--- START ---

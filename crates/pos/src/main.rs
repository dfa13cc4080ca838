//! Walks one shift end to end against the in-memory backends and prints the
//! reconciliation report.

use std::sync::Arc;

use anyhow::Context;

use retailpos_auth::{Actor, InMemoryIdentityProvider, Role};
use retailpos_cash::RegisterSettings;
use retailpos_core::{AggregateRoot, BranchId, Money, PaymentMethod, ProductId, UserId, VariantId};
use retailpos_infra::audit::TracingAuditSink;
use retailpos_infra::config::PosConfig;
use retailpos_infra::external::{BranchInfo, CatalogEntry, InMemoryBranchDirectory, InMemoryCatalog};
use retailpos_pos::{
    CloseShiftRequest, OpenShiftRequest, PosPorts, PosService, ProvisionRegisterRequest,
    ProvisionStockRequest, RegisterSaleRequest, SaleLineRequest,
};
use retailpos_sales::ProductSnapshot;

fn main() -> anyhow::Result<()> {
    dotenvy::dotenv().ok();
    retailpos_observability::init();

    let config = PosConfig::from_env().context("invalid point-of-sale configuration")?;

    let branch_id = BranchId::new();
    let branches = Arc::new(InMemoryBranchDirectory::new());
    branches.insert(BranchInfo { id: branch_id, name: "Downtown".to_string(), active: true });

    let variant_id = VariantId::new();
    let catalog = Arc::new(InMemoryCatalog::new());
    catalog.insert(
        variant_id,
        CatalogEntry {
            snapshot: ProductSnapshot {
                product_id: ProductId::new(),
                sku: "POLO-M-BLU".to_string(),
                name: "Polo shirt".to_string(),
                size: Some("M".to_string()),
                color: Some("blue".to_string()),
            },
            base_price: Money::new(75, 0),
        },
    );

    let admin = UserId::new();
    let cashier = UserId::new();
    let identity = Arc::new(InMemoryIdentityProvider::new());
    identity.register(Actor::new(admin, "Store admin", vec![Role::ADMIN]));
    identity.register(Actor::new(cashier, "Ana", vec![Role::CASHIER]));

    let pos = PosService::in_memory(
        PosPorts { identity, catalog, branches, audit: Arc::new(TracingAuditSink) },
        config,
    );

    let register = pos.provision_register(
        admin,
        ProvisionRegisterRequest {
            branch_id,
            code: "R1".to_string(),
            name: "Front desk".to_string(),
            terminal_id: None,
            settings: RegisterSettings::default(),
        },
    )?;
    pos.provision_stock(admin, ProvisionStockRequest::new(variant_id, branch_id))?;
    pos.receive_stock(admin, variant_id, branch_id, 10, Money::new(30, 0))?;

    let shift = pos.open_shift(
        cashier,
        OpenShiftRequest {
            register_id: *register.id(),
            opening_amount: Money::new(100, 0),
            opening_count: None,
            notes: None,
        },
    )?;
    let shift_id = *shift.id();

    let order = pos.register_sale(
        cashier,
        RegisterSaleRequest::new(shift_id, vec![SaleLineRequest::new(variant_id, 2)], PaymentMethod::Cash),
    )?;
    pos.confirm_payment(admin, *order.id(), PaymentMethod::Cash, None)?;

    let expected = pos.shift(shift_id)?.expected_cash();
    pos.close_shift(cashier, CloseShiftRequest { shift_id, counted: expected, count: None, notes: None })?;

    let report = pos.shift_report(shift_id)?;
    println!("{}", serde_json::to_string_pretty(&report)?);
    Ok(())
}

--- END ---
--- START ---

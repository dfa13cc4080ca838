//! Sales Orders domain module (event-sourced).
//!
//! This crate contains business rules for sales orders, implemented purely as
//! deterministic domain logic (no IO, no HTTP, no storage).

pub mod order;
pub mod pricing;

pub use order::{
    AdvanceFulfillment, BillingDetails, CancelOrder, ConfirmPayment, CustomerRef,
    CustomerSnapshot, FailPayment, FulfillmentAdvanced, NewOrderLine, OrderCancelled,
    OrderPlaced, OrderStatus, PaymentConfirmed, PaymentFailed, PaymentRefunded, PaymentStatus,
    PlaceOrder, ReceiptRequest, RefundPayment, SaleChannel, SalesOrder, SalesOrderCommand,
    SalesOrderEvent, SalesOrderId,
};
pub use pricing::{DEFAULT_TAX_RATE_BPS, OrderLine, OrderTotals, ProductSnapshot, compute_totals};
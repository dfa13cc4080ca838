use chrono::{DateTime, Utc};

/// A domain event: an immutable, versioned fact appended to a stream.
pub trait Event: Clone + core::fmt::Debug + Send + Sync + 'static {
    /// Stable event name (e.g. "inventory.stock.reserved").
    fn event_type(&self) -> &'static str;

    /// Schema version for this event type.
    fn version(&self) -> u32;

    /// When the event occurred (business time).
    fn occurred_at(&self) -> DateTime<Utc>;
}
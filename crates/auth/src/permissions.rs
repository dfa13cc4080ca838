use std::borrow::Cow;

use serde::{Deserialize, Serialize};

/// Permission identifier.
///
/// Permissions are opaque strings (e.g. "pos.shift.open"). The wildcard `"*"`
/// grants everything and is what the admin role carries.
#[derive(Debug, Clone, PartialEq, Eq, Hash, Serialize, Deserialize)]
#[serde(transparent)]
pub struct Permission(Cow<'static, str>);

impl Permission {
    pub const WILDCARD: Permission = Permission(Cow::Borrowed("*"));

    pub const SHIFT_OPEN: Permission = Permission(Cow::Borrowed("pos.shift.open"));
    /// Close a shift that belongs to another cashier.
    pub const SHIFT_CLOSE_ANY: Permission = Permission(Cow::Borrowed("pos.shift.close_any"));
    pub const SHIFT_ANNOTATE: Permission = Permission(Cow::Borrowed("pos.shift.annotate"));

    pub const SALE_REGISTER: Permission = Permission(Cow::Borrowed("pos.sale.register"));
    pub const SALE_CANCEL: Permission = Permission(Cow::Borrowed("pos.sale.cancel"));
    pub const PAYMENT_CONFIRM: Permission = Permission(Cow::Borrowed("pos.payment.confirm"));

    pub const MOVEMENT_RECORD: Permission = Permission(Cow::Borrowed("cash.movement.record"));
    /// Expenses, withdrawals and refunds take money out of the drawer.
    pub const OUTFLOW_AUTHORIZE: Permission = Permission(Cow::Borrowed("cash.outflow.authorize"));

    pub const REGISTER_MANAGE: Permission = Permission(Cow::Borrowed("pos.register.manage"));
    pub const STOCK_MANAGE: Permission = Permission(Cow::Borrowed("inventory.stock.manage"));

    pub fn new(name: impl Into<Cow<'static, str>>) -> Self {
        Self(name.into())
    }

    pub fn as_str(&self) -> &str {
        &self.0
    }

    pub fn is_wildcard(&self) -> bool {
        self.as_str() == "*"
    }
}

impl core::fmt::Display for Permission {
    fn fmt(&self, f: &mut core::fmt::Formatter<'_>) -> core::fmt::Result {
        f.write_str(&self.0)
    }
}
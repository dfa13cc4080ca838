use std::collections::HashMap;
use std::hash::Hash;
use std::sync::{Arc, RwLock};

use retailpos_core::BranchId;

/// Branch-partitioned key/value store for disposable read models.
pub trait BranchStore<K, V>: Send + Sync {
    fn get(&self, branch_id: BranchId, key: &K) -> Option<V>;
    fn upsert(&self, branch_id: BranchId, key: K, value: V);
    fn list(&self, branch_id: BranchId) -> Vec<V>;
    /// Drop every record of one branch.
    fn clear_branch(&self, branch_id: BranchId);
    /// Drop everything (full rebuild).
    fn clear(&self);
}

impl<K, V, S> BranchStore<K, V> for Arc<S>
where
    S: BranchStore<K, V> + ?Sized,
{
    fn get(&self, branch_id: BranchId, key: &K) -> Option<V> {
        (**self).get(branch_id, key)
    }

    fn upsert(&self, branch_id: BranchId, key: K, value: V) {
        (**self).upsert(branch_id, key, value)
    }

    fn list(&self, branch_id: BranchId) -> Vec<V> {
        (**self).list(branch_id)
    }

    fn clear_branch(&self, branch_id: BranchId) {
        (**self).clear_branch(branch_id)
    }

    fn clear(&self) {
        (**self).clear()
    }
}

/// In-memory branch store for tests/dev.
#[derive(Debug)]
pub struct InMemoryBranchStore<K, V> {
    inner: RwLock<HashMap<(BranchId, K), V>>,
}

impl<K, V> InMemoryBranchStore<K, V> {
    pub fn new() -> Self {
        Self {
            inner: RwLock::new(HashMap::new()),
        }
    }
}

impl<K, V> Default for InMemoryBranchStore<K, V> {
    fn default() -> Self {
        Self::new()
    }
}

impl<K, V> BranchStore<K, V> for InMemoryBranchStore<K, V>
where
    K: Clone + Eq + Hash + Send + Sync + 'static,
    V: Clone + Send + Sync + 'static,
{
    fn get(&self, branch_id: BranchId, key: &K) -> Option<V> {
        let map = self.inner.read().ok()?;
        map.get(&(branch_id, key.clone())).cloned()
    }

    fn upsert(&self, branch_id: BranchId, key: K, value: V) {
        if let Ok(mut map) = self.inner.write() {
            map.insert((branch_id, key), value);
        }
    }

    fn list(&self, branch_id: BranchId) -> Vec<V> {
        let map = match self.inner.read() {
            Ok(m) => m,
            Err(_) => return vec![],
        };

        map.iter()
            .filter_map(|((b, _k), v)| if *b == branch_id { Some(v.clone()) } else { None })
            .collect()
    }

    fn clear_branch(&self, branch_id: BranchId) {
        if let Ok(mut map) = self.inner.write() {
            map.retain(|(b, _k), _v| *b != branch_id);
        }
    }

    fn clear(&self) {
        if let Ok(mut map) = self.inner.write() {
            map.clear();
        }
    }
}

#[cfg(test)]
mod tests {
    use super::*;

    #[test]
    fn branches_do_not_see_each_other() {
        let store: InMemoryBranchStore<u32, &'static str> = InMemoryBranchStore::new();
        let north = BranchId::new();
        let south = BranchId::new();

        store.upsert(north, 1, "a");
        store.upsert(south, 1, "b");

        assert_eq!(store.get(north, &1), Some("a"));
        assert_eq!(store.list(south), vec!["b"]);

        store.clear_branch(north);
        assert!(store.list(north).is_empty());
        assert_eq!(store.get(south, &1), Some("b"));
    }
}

--- END ---

### About this task
Return every line from the material that contains the word "record".

### Worked solution
    pub const MOVEMENT_RECORD: Permission = Permission(Cow::Borrowed("cash.movement.record"));
    /// Drop every record of one branch.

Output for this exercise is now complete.